Pilocytic astrocytoma in childhood: presentation of six cases

Abstract

To present 6 cases of pilocytic astrocytomas whose clinic, epidemiological and histopathological aspects were studied. Between 1990 and 1994 the records of the laboratories of pathology of the main hospitals in Curitiba were analysed and all cases of pilocytic astrocytomas were studied with special attention to age of onset, sex and site of the lesions. The biopsies, which were reviewed, have been processed according to conventional techniques and in a few cases electron microscopy and immunohistochemistry was further done. Five patients were females and 1 was male. Medium age was 4,5 years (range 1-8). The pilocytic astrocytomas affected optic chiasm (n=3), midline of cerebral hemisfere (n=2) and third ventricle (n=1). The symptoms reflected the location and extension of the tumour.

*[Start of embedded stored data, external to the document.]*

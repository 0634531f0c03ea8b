//! Configuration file loading and saving
//!
//! Loads the service configuration from `~/.config/camerabridge/config.toml`

use std::path::{Path, PathBuf};
use tracing::{debug, info, warn};

use super::ServiceConfig;
use crate::error::{BridgeError, Result};

/// Get the default config file path
pub fn default_path() -> PathBuf {
    if let Some(config_dir) = dirs::config_dir() {
        config_dir.join("camerabridge").join("config.toml")
    } else if let Ok(home) = std::env::var("HOME") {
        PathBuf::from(home)
            .join(".config")
            .join("camerabridge")
            .join("config.toml")
    } else {
        PathBuf::from("/etc/camerabridge/config.toml")
    }
}

impl ServiceConfig {
    /// Load configuration from a specific path
    ///
    /// A missing file yields the defaults. The loaded config is validated.
    pub fn load_from(path: impl AsRef<Path>) -> Result<Self> {
        let path = path.as_ref();
        if !path.exists() {
            debug!("Config file not found at {:?}, using defaults", path);
            return Ok(Self::default());
        }

        let content = std::fs::read_to_string(path)
            .map_err(|e| BridgeError::config(format!("Failed to read config file: {}", e)))?;

        let config: ServiceConfig = toml::from_str(&content)
            .map_err(|e| BridgeError::config(format!("Failed to parse config file: {}", e)))?;

        config.validate()?;
        for warning in config.warnings() {
            warn!("{}", warning);
        }

        info!("Loaded configuration from {:?}", path);
        Ok(config)
    }

    /// Render the configuration as TOML
    pub fn to_toml(&self) -> Result<String> {
        toml::to_string_pretty(self)
            .map_err(|e| BridgeError::config(format!("Failed to serialize config: {}", e)))
    }

    /// Save configuration to a specific path
    pub fn save_to(&self, path: impl AsRef<Path>) -> Result<()> {
        let path = path.as_ref();
        if let Some(parent) = path.parent() {
            if !parent.exists() {
                std::fs::create_dir_all(parent).map_err(|e| {
                    BridgeError::config(format!("Failed to create config directory: {}", e))
                })?;
            }
        }

        let content = self.to_toml()?;
        std::fs::write(path, content)
            .map_err(|e| BridgeError::config(format!("Failed to write config file: {}", e)))?;

        info!("Saved configuration to {:?}", path);
        Ok(())
    }
}

/// Generate a sample configuration file
pub fn sample_config() -> String {
    r#"# camerabridge configuration

# Enable the bridge as soon as the daemon starts
autostart = true

[device]
# The virtual camera appears as /dev/video<index>.
# Pick an index no physical camera uses (see `camerabridge info`).
index = 99
# Name shown by applications (at most 31 bytes)
label = "Integrated Camera"
# Only advertise capture caps while frames are flowing.
# Required for Chromium-based browsers to list the device.
exclusive = true

[pipeline.source_params]
# Properties passed to the vendor source element
buffer-count = "7"

[pipeline.input]
# Format requested from the vendor camera HAL
encoding = "NV12"
width = 1280
height = 720

[pipeline.output]
# Format written to the virtual camera: YUY2, UYVY, I420 or NV12
# Supported resolutions: 640x360, 640x480, 1280x720, 1920x1080
encoding = "YUY2"
width = 1280
height = 720
framerate = 30

[tools]
loopback_ctl = "v4l2loopback-ctl"
gst_launch = "gst-launch-1.0"
source_element = "icamerasrc"

[restart]
# Give up after this many consecutive failures
max_failures = 5
# Restart delay doubles from initial_backoff_ms up to max_backoff_secs
initial_backoff_ms = 500
max_backoff_secs = 30
# Running this long without failures clears the failure counter
reset_window_secs = 60
# A starting pipeline without errors counts as running after this long
grace_period_ms = 3000
# No frames for this long counts as a stall
stall_timeout_ms = 5000
# Graceful shutdown budget before the pipeline is killed
stop_timeout_ms = 3000

[session]
# Publish the camera to the desktop portal permission store
enabled = true
# Applications granted camera access
grant_apps = ["org.mozilla.firefox"]
attempts = 3
retry_delay_ms = 250

[ipc]
# socket = "/run/user/1000/camerabridge.sock"
socket_mode = 384
"#
    .to_string()
}
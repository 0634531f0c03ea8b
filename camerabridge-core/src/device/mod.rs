//! Virtual device management
//!
//! Makes sure the virtual capture endpoint exists with the configured
//! identity before a pipeline starts, and enforces single-owner access to it.
//!
//! Devices cannot be changed in place: a device whose parameters differ from
//! the requested spec is torn down and recreated.

mod loopback;

pub use loopback::{CaptureDeviceInfo, LoopbackFacility};

use parking_lot::Mutex;
use std::collections::HashMap;
use std::path::PathBuf;
use tracing::{debug, info, warn};

use crate::error::{BridgeError, Result};
use crate::types::{DeviceHandle, Handle, VirtualDeviceSpec};

/// What the system reports about an existing device node
#[derive(Debug, Clone, PartialEq, Eq)]
pub struct DeviceProbe {
    /// Card label
    pub label: String,
    /// Exclusive caps setting, if the facility can report it
    pub exclusive: Option<bool>,
    /// Whether the node belongs to a virtual (not physically backed) device
    pub is_virtual: bool,
}

impl DeviceProbe {
    /// Whether this device can be reused for a spec as-is
    pub fn matches(&self, spec: &VirtualDeviceSpec) -> bool {
        self.is_virtual && self.label == spec.label && self.exclusive == Some(spec.exclusive)
    }
}

/// OS facility that creates and removes virtual capture devices
pub trait DeviceFacility: Send + Sync {
    /// Check that the facility is usable at all
    ///
    /// Fails with [`BridgeError::DeviceCreateFailed`] when the backing kernel
    /// module is absent.
    fn check_available(&self) -> Result<()>;

    /// Inspect the device node for an index, if one exists
    fn probe(&self, index: u32) -> Result<Option<DeviceProbe>>;

    /// Create a device and return its node path
    fn create(&self, spec: &VirtualDeviceSpec) -> Result<PathBuf>;

    /// Remove the device at an index
    fn remove(&self, index: u32) -> Result<()>;
}

struct ManagedDevice {
    handle: DeviceHandle,
    attached: bool,
}

/// Tracks the virtual devices owned by the service
pub struct DeviceManager {
    facility: Box<dyn DeviceFacility>,
    devices: Mutex<HashMap<u32, ManagedDevice>>,
}

impl DeviceManager {
    /// Create a manager on top of a device facility
    pub fn new(facility: Box<dyn DeviceFacility>) -> Self {
        Self {
            facility,
            devices: Mutex::new(HashMap::new()),
        }
    }

    /// Make sure a device matching `spec` exists and return its handle
    ///
    /// Calling this again with an identical spec returns the same handle
    /// without touching the system.
    pub fn ensure(&self, spec: &VirtualDeviceSpec) -> Result<DeviceHandle> {
        let mut devices = self.devices.lock();

        if let Some(existing) = devices.get(&spec.index) {
            if existing.handle.spec == *spec {
                debug!("Reusing virtual device {}", spec);
                return Ok(existing.handle.clone());
            }
            if existing.attached {
                return Err(BridgeError::DeviceBusy(spec.index));
            }
            info!(
                "Virtual device /dev/video{} parameters changed, recreating",
                spec.index
            );
            self.facility.remove(spec.index)?;
            devices.remove(&spec.index);
        }

        self.facility.check_available()?;

        let node = match self.facility.probe(spec.index)? {
            Some(probe) if !probe.is_virtual => {
                return Err(BridgeError::config(format!(
                    "/dev/video{} is a physical capture device ({}); choose another index",
                    spec.index, probe.label
                )));
            }
            Some(probe) if probe.matches(spec) => {
                info!("Adopting existing virtual device {}", spec);
                spec.node()
            }
            Some(probe) => {
                info!(
                    "Existing virtual device /dev/video{} (\"{}\") does not match, recreating",
                    spec.index, probe.label
                );
                self.facility.remove(spec.index)?;
                self.create(spec)?
            }
            None => self.create(spec)?,
        };

        let handle = DeviceHandle {
            id: Handle::new(),
            spec: spec.clone(),
            node,
        };
        devices.insert(
            spec.index,
            ManagedDevice {
                handle: handle.clone(),
                attached: false,
            },
        );
        Ok(handle)
    }

    fn create(&self, spec: &VirtualDeviceSpec) -> Result<PathBuf> {
        let node = self.facility.create(spec).map_err(|e| match e {
            BridgeError::DeviceCreateFailed(_) => e,
            other => BridgeError::device_create(other.to_string()),
        })?;
        info!("Created virtual device {} at {:?}", spec, node);
        Ok(node)
    }

    /// Remove a device unless a pipeline holds it
    pub fn release(&self, handle: &DeviceHandle) -> Result<()> {
        let mut devices = self.devices.lock();

        let Some(device) = devices.get(&handle.index()) else {
            debug!("Virtual device {} already released", handle.node.display());
            return Ok(());
        };
        if device.handle.id != handle.id {
            return Err(BridgeError::UnknownDevice(handle.index()));
        }
        if device.attached {
            return Err(BridgeError::DeviceBusy(handle.index()));
        }

        self.facility.remove(handle.index())?;
        devices.remove(&handle.index());
        info!("Released virtual device {}", handle.node.display());
        Ok(())
    }

    /// Claim a device for a producer
    pub fn attach(&self, handle: &DeviceHandle) -> Result<()> {
        let mut devices = self.devices.lock();
        let device = devices
            .get_mut(&handle.index())
            .filter(|d| d.handle.id == handle.id)
            .ok_or(BridgeError::UnknownDevice(handle.index()))?;

        if device.attached {
            return Err(BridgeError::DeviceBusy(handle.index()));
        }
        device.attached = true;
        debug!("Producer attached to {}", handle.node.display());
        Ok(())
    }

    /// Return a device claimed with [`attach`](Self::attach)
    pub fn detach(&self, handle: &DeviceHandle) {
        let mut devices = self.devices.lock();
        match devices.get_mut(&handle.index()) {
            Some(device) if device.handle.id == handle.id => {
                device.attached = false;
                debug!("Producer detached from {}", handle.node.display());
            }
            _ => warn!("Detach of unmanaged device {}", handle.node.display()),
        }
    }

    /// Whether a producer holds the device at an index
    pub fn is_attached(&self, index: u32) -> bool {
        self.devices
            .lock()
            .get(&index)
            .map(|d| d.attached)
            .unwrap_or(false)
    }

    /// Handle of the managed device at an index
    pub fn handle(&self, index: u32) -> Option<DeviceHandle> {
        self.devices.lock().get(&index).map(|d| d.handle.clone())
    }
}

The commonest signs and symptoms were those of intracranial hypertension, visual disturbances, hydrocephalus, among others. The patients were treated with surgical ressection and chemotherapy. Three patients died after a medium survival of 45 days, and three remain alive. The authors emphasize that pilocytic astrocytoma, mainly the juvenile variant, affect mostly the midline brain structures of infants through signs of visual disturbance. These lesions are low grade astrocytomas and should be treated predominantly by total surgical ressection.